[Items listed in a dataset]
BEGIN
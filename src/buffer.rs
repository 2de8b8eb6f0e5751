use heapless::Vec;

/// A lossy byte ring buffer.
///
/// Holds the most recent bytes of the modem receive stream. A write that
/// exceeds the free space advances the read position past the oldest bytes,
/// so the buffer always ends with the newest data. One slot is kept empty
/// to tell a full buffer from an empty one, leaving `N - 1` usable bytes.
#[derive(Debug)]
pub struct RingBuffer<const N: usize> {
    storage: Vec<u8, N>,
    head: usize,
    tail: usize,
}

impl<const N: usize> Default for RingBuffer<N> {
    fn default() -> Self {
        Self::new()
    }
}

impl<const N: usize> RingBuffer<N> {
    pub fn new() -> Self {
        let mut storage = Vec::new();
        storage.resize_default(N).ok();
        Self {
            storage,
            head: 0,
            tail: 0,
        }
    }

    /// Number of bytes currently held.
    pub fn used(&self) -> usize {
        if self.head >= self.tail {
            self.head - self.tail
        } else {
            N - (self.tail - self.head)
        }
    }

    /// Number of bytes that fit without evicting old data.
    pub fn free(&self) -> usize {
        N - 1 - self.used()
    }

    pub fn is_empty(&self) -> bool {
        self.head == self.tail
    }

    /// Drop all held bytes.
    pub fn clear(&mut self) {
        self.head = 0;
        self.tail = 0;
    }

    /// Append `data`, evicting the oldest bytes when it does not fit.
    ///
    /// At most `N - 1` bytes are stored; an oversized write keeps only the
    /// leading `N - 1` bytes of `data`. Returns the number of bytes written.
    pub fn write(&mut self, data: &[u8]) -> usize {
        let write_len = data.len().min(N - 1);
        if write_len == 0 {
            return 0;
        }
        let overwrite = write_len > self.free();

        let first = write_len.min(N - self.head);
        self.storage[self.head..self.head + first].copy_from_slice(&data[..first]);
        self.storage[..write_len - first].copy_from_slice(&data[first..write_len]);

        self.head = (self.head + write_len) % N;
        if overwrite {
            self.tail = (self.head + 1) % N;
        }
        write_len
    }

    /// Move up to `dst.len()` of the oldest held bytes into `dst`.
    /// Returns the number of bytes moved.
    pub fn read(&mut self, dst: &mut [u8]) -> usize {
        let read_len = dst.len().min(self.used());
        if read_len == 0 {
            return 0;
        }

        let first = read_len.min(N - self.tail);
        dst[..first].copy_from_slice(&self.storage[self.tail..self.tail + first]);
        dst[first..read_len].copy_from_slice(&self.storage[..read_len - first]);

        self.tail = (self.tail + read_len) % N;
        read_len
    }

    /// Oldest held byte, without consuming it.
    pub fn peek(&self) -> Option<u8> {
        if self.is_empty() {
            None
        } else {
            Some(self.storage[self.tail])
        }
    }

    /// Consume and return the oldest held byte.
    pub fn pop(&mut self) -> Option<u8> {
        let byte = self.peek()?;
        self.tail = (self.tail + 1) % N;
        Some(byte)
    }

    /// Whether the held bytes end with `pattern`.
    ///
    /// An empty pattern never matches, nor does one longer than the current
    /// contents.
    pub fn ends_with(&self, pattern: &[u8]) -> bool {
        if pattern.is_empty() || pattern.len() > self.used() {
            return false;
        }
        let mut pos = self.head;
        for &expected in pattern.iter().rev() {
            pos = (pos + N - 1) % N;
            if self.storage[pos] != expected {
                return false;
            }
        }
        true
    }
}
END
_WORK ORDER_
An exact copy of the lines above between the line holding "let first = read_len.min(N" and the line holding "pos = (pos + N - 1) % N;", inclusive, is the whole answer.

_RESPONSE AREA_
        let first = read_len.min(N - self.tail);
        dst[..first].copy_from_slice(&self.storage[self.tail..self.tail + first]);
        dst[first..read_len].copy_from_slice(&self.storage[..read_len - first]);

        self.tail = (self.tail + read_len) % N;
        read_len
    }

    /// Oldest held byte, without consuming it.
    pub fn peek(&self) -> Option<u8> {
        if self.is_empty() {
            None
        } else {
            Some(self.storage[self.tail])
        }
    }

    /// Consume and return the oldest held byte.
    pub fn pop(&mut self) -> Option<u8> {
        let byte = self.peek()?;
        self.tail = (self.tail + 1) % N;
        Some(byte)
    }

    /// Whether the held bytes end with `pattern`.
    ///
    /// An empty pattern never matches, nor does one longer than the current
    /// contents.
    pub fn ends_with(&self, pattern: &[u8]) -> bool {
        if pattern.is_empty() || pattern.len() > self.used() {
            return false;
        }
        let mut pos = self.head;
        for &expected in pattern.iter().rev() {
            pos = (pos + N - 1) % N;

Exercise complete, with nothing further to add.